**Data extracts**
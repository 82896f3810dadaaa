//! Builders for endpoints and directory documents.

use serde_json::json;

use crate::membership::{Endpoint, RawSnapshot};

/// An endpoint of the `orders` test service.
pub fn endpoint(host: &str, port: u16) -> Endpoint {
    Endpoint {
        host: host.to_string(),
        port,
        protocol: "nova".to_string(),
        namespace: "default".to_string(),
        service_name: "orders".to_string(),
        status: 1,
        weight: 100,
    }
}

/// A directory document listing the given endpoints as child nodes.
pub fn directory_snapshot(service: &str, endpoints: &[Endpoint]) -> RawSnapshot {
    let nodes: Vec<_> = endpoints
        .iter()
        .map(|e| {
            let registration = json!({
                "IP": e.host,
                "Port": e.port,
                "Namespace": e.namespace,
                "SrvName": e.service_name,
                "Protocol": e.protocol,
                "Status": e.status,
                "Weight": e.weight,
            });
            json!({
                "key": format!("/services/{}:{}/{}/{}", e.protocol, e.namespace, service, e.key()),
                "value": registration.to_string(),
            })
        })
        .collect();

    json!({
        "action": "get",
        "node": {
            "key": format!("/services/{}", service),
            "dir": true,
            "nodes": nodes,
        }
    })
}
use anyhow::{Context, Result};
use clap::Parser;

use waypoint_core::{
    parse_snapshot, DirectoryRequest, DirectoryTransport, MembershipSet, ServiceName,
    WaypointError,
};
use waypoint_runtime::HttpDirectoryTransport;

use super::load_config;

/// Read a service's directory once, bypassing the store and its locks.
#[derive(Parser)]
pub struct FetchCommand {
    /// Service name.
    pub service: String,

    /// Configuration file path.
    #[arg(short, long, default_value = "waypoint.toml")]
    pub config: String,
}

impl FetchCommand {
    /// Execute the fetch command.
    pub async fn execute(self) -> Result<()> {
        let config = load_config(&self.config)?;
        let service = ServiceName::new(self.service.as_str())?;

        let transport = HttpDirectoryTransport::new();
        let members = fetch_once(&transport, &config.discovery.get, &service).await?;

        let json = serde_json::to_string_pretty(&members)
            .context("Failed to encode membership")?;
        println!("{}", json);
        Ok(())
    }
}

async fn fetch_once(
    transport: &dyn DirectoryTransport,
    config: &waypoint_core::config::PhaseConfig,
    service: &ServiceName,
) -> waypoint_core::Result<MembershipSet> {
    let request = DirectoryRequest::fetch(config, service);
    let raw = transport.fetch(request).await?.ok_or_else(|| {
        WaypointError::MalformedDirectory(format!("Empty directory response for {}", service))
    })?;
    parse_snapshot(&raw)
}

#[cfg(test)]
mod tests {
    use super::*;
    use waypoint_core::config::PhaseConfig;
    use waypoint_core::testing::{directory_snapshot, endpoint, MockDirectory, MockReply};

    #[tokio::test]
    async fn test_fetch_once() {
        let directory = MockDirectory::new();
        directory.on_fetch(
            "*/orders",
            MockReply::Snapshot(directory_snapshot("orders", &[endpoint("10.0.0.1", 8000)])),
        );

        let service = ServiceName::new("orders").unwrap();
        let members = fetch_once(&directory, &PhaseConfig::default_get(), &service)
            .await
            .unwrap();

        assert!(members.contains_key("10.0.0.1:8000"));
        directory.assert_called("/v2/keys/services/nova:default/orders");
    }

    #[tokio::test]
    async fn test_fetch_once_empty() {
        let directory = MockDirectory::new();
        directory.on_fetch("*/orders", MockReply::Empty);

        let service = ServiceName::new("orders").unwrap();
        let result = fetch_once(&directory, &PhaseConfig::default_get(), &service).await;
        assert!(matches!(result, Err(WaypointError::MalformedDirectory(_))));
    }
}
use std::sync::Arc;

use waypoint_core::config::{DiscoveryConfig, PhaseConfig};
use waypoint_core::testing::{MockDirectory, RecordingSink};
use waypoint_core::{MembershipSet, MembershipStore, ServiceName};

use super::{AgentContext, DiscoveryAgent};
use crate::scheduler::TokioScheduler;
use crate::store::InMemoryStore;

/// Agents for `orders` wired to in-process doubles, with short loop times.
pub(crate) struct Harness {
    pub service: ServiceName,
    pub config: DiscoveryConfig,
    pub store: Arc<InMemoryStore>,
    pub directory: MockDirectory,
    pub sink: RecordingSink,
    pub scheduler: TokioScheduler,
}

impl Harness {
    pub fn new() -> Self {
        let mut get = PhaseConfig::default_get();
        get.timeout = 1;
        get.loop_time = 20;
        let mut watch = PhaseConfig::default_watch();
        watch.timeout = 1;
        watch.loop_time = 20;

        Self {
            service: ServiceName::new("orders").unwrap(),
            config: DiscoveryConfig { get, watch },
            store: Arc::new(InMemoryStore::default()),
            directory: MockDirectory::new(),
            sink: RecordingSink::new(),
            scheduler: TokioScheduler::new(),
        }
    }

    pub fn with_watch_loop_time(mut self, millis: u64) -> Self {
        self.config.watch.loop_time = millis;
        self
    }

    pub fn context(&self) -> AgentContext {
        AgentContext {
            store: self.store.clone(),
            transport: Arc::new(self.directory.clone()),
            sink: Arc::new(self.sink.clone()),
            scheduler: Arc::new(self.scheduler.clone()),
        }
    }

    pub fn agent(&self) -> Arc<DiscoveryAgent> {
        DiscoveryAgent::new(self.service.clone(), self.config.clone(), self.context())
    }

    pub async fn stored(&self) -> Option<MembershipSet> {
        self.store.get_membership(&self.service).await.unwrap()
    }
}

**Exercise objective**
The response has to match the data exactly, line for line.

**Problem solution**
repository 82896f3810dadaaa
//! Builders for endpoints and directory documents.

use serde_json::json;

use crate::membership::{Endpoint, RawSnapshot};

/// An endpoint of the `orders` test service.
pub fn endpoint(host: &str, port: u16) -> Endpoint {
    Endpoint {
        host: host.to_string(),
        port,
        protocol: "nova".to_string(),
        namespace: "default".to_string(),
        service_name: "orders".to_string(),
        status: 1,
        weight: 100,
    }
}

/// A directory document listing the given endpoints as child nodes.
pub fn directory_snapshot(service: &str, endpoints: &[Endpoint]) -> RawSnapshot {
    let nodes: Vec<_> = endpoints
        .iter()
        .map(|e| {
            let registration = json!({
                "IP": e.host,
                "Port": e.port,
                "Namespace": e.namespace,
                "SrvName": e.service_name,
                "Protocol": e.protocol,
                "Status": e.status,
                "Weight": e.weight,
            });
            json!({
                "key": format!("/services/{}:{}/{}/{}", e.protocol, e.namespace, service, e.key()),
                "value": registration.to_string(),
            })
        })
        .collect();

    json!({
        "action": "get",
        "node": {
            "key": format!("/services/{}", service),
            "dir": true,
            "nodes": nodes,
        }
    })
}
use anyhow::{Context, Result};
use clap::Parser;

use waypoint_core::{
    parse_snapshot, DirectoryRequest, DirectoryTransport, MembershipSet, ServiceName,
    WaypointError,
};
use waypoint_runtime::HttpDirectoryTransport;

use super::load_config;

/// Read a service's directory once, bypassing the store and its locks.
#[derive(Parser)]
pub struct FetchCommand {
    /// Service name.
    pub service: String,

    /// Configuration file path.
    #[arg(short, long, default_value = "waypoint.toml")]
    pub config: String,
}

impl FetchCommand {
    /// Execute the fetch command.
    pub async fn execute(self) -> Result<()> {
        let config = load_config(&self.config)?;
        let service = ServiceName::new(self.service.as_str())?;

        let transport = HttpDirectoryTransport::new();
        let members = fetch_once(&transport, &config.discovery.get, &service).await?;

        let json = serde_json::to_string_pretty(&members)
            .context("Failed to encode membership")?;
        println!("{}", json);
        Ok(())
    }
}

async fn fetch_once(
    transport: &dyn DirectoryTransport,
    config: &waypoint_core::config::PhaseConfig,
    service: &ServiceName,
) -> waypoint_core::Result<MembershipSet> {
    let request = DirectoryRequest::fetch(config, service);
    let raw = transport.fetch(request).await?.ok_or_else(|| {
        WaypointError::MalformedDirectory(format!("Empty directory response for {}", service))
    })?;
    parse_snapshot(&raw)
}

#[cfg(test)]
mod tests {
    use super::*;
    use waypoint_core::config::PhaseConfig;
    use waypoint_core::testing::{directory_snapshot, endpoint, MockDirectory, MockReply};

    #[tokio::test]
    async fn test_fetch_once() {
        let directory = MockDirectory::new();
        directory.on_fetch(
            "*/orders",
            MockReply::Snapshot(directory_snapshot("orders", &[endpoint("10.0.0.1", 8000)])),
        );

        let service = ServiceName::new("orders").unwrap();
        let members = fetch_once(&directory, &PhaseConfig::default_get(), &service)
            .await
            .unwrap();

        assert!(members.contains_key("10.0.0.1:8000"));
        directory.assert_called("/v2/keys/services/nova:default/orders");
    }

    #[tokio::test]
    async fn test_fetch_once_empty() {
        let directory = MockDirectory::new();
        directory.on_fetch("*/orders", MockReply::Empty);

        let service = ServiceName::new("orders").unwrap();
        let result = fetch_once(&directory, &PhaseConfig::default_get(), &service).await;
        assert!(matches!(result, Err(WaypointError::MalformedDirectory(_))));
    }
}
use std::sync::Arc;

use waypoint_core::config::{DiscoveryConfig, PhaseConfig};
use waypoint_core::testing::{MockDirectory, RecordingSink};
use waypoint_core::{MembershipSet, MembershipStore, ServiceName};

use super::{AgentContext, DiscoveryAgent};
use crate::scheduler::TokioScheduler;
use crate::store::InMemoryStore;

/// Agents for `orders` wired to in-process doubles, with short loop times.
pub(crate) struct Harness {
    pub service: ServiceName,
    pub config: DiscoveryConfig,
    pub store: Arc<InMemoryStore>,
    pub directory: MockDirectory,
    pub sink: RecordingSink,
    pub scheduler: TokioScheduler,
}

impl Harness {
    pub fn new() -> Self {
        let mut get = PhaseConfig::default_get();
        get.timeout = 1;
        get.loop_time = 20;
        let mut watch = PhaseConfig::default_watch();
        watch.timeout = 1;
        watch.loop_time = 20;

        Self {
            service: ServiceName::new("orders").unwrap(),
            config: DiscoveryConfig { get, watch },
            store: Arc::new(InMemoryStore::default()),
            directory: MockDirectory::new(),
            sink: RecordingSink::new(),
            scheduler: TokioScheduler::new(),
        }
    }

    pub fn with_watch_loop_time(mut self, millis: u64) -> Self {
        self.config.watch.loop_time = millis;
        self
    }

    pub fn context(&self) -> AgentContext {
        AgentContext {
            store: self.store.clone(),
            transport: Arc::new(self.directory.clone()),
            sink: Arc::new(self.sink.clone()),
            scheduler: Arc::new(self.scheduler.clone()),
        }
    }

    pub fn agent(&self) -> Arc<DiscoveryAgent> {
        DiscoveryAgent::new(self.service.clone(), self.config.clone(), self.context())
    }

    pub async fn stored(&self) -> Option<MembershipSet> {
        self.store.get_membership(&self.service).await.unwrap()
    }
}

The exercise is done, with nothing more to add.